# Association between lipoprotein combine index and all-cause and cardiovascular mortality in patients undergoing peritoneal dialysis: a multicenter retrospective cohort study

**Authors:** Caixia Yan, Qing Zhan, Qingdong Xu, Fenfen Peng, Yueqiang Wen, Na Tian, Xiaoyang Wang, Xiaoran Feng, Xianfeng Wu, Juan Wu, Ning Su, Xingming Tang, Qian Zhou, Jianlong Lu, Yanbing Chen, Xiaojiang Zhan

PMC · DOI: 10.3389/fnut.2026.1768195 · Frontiers in Nutrition · 2026-03-03

## TL;DR

This study finds that a new cholesterol-related measure called LCI is linked to higher death risks in dialysis patients, especially from heart disease.

## Contribution

The lipoprotein combine index (LCI) is shown to predict mortality better than traditional lipid measures in peritoneal dialysis patients.

## Key findings

- Higher LCI quartiles correlated with increased all-cause and cardiovascular mortality in PD patients.
- Non-linear risk patterns emerged, with mortality rising sharply when LCI exceeded ~20.
- The LCI-CVD mortality link was stronger in patients under 60 years old.

## Abstract

Cardiovascular disease (CVD) is the leading cause of death in patients undergoing peritoneal dialysis (PD).
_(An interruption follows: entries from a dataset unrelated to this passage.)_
//! Title browsing command handlers

use crate::config::Config;
use crate::db::{Store, TitleFilter};
use crate::domain::display::render_title;

pub async fn cmd_title_list(
    config: &Config,
    category: Option<String>,
    genre: Option<String>,
) -> anyhow::Result<()> {
    let store = Store::new(&config.general.database_path).await?;
    let titles = store
        .list_titles(&TitleFilter {
            category,
            genre,
            ..Default::default()
        })
        .await?;

    if titles.is_empty() {
        println!("No titles found.");
        return Ok(());
    }

    let ids: Vec<i32> = titles.iter().map(|t| t.id).collect();
    let ratings = store.get_ratings(&ids).await?;

    println!("Titles ({} total)", titles.len());
    println!("{:-<70}", "");

    for title in titles {
        let year = title.year.map_or_else(|| "----".to_string(), |y| y.to_string());
        let rating = ratings
            .get(&title.id)
            .map_or_else(|| "-".to_string(), |r| format!("{r:.1}"));
        println!("{:>4}  {}  {:<40} ★ {}", title.id, year, title.name, rating);
    }

    Ok(())
}

pub async fn cmd_title_show(config: &Config, id: i32) -> anyhow::Result<()> {
    let store = Store::new(&config.general.database_path).await?;

    let Some(title) = store.get_title(id).await? else {
        println!("Title {id} not found.");
        return Ok(());
    };

    print!("{}", render_title(&title, config.display.wrap_width));

    let rating = store.get_rating(id).await?;
    let reviews = store.review_count(id).await?;
    match rating {
        Some(rating) => println!("Rating: {rating:.2} from {reviews} review(s)"),
        None => println!("Rating: None"),
    }

    Ok(())
}
use serde::Serialize;

use crate::entities::users;

/// A caller identity. The API key is only exposed to the CLI.
#[derive(Debug, Clone, PartialEq, Eq, Serialize)]
pub struct User {
    pub id: i32,
    pub username: String,
    #[serde(skip_serializing)]
    pub api_key: String,
    pub created_at: String,
}

impl From<users::Model> for User {
    fn from(model: users::Model) -> Self {
        Self {
            id: model.id,
            username: model.username,
            api_key: model.api_key,
            created_at: model.created_at,
        }
    }
}
use anyhow::{Context, Result};
use sea_orm::{
    ColumnTrait, DatabaseConnection, EntityTrait, QueryFilter, QueryOrder, Set, TransactionTrait,
};
use tracing::info;

use crate::entities::{categories, prelude::*, titles};
use crate::models::taxonomy::Category;

/// Repository for title categories
pub struct CategoryRepository {
    conn: DatabaseConnection,
}

impl CategoryRepository {
    #[must_use]
    pub const fn new(conn: DatabaseConnection) -> Self {
        Self { conn }
    }

    /// Newest first.
    pub async fn list(&self) -> Result<Vec<Category>> {
        let rows = Categories::find()
            .order_by_desc(categories::Column::Id)
            .all(&self.conn)
            .await
            .context("Failed to list categories")?;

        Ok(rows.into_iter().map(Category::from).collect())
    }

    pub async fn get(&self, id: i32) -> Result<Option<Category>> {
        let row = Categories::find_by_id(id).one(&self.conn).await?;
        Ok(row.map(Category::from))
    }

    pub async fn get_by_slug(&self, slug: &str) -> Result<Option<Category>> {
        let row = Categories::find()
            .filter(categories::Column::Slug.eq(slug))
            .one(&self.conn)
            .await
            .context("Failed to query category by slug")?;

        Ok(row.map(Category::from))
    }

    pub async fn create(&self, name: &str, slug: &str) -> Result<Category> {
        let result = Categories::insert(categories::ActiveModel {
            name: Set(name.to_string()),
            slug: Set(slug.to_string()),
            ..Default::default()
        })
        .exec(&self.conn)
        .await?;

        info!("Added category {}: {}", slug, name);
        Ok(Category {
            id: result.last_insert_id,
            name: name.to_string(),
            slug: slug.to_string(),
        })
    }

    /// Titles in the category stay; their category reference is cleared.
    pub async fn remove_by_slug(&self, slug: &str) -> Result<bool> {
        let txn = self.conn.begin().await?;

        let Some(category) = Categories::find()
            .filter(categories::Column::Slug.eq(slug))
            .one(&txn)
            .await?
        else {
            return Ok(false);
        };

        Titles::update_many()
            .col_expr(
                titles::Column::CategoryId,
                sea_orm::sea_query::Expr::value(Option::<i32>::None),
            )
            .filter(titles::Column::CategoryId.eq(category.id))
            .exec(&txn)
            .await?;

        Categories::delete_by_id(category.id).exec(&txn).await?;

        txn.commit().await?;
        info!("Removed category {}", slug);
        Ok(true)
    }
}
The lipoprotein combine index (LCI), integrating total cholesterol, triglycerides, LDL-C and HDL-C, may better reflect atherogenic burden than traditional single-lipid measures. We hypothesized that higher baseline LCI would be independently associated with increased risks of all-cause and cardiovascular mortality in incident PD patients.

In this multicenter retrospective cohort, 1,986 incident PD patients from six centers (2005–2021) were analyzed. LCI was divided into quartiles (Q1-Q4). Outcomes were all-cause and CVD mortality. Missing covariates were imputed. Centre-stratified Cox models estimated hazard ratios (HRs), and restricted cubic splines assessed non-linear trends.

Over a median 35-month follow-up, 662 deaths occurred, including 328 CVD deaths. Higher LCI quartiles showed progressively higher mortality. For all-cause death, adjusted HRs (95% CI) were 1.41 (1.10–1.80), 1.59 (1.25–2.02) and 1.70 (1.34–2.15) for Q2-Q4 vs. Q1. For CVD death, HRs were 1.45 (1.03–2.02), 1.29 (0.92–1.82) and 1.68 (1.22–2.33). A non-linear pattern was observed for all-cause mortality, with risk increasing when LCI exceeded ~20. The association with CVD mortality was stronger in younger patients (<60 years) (P interaction = 0.048).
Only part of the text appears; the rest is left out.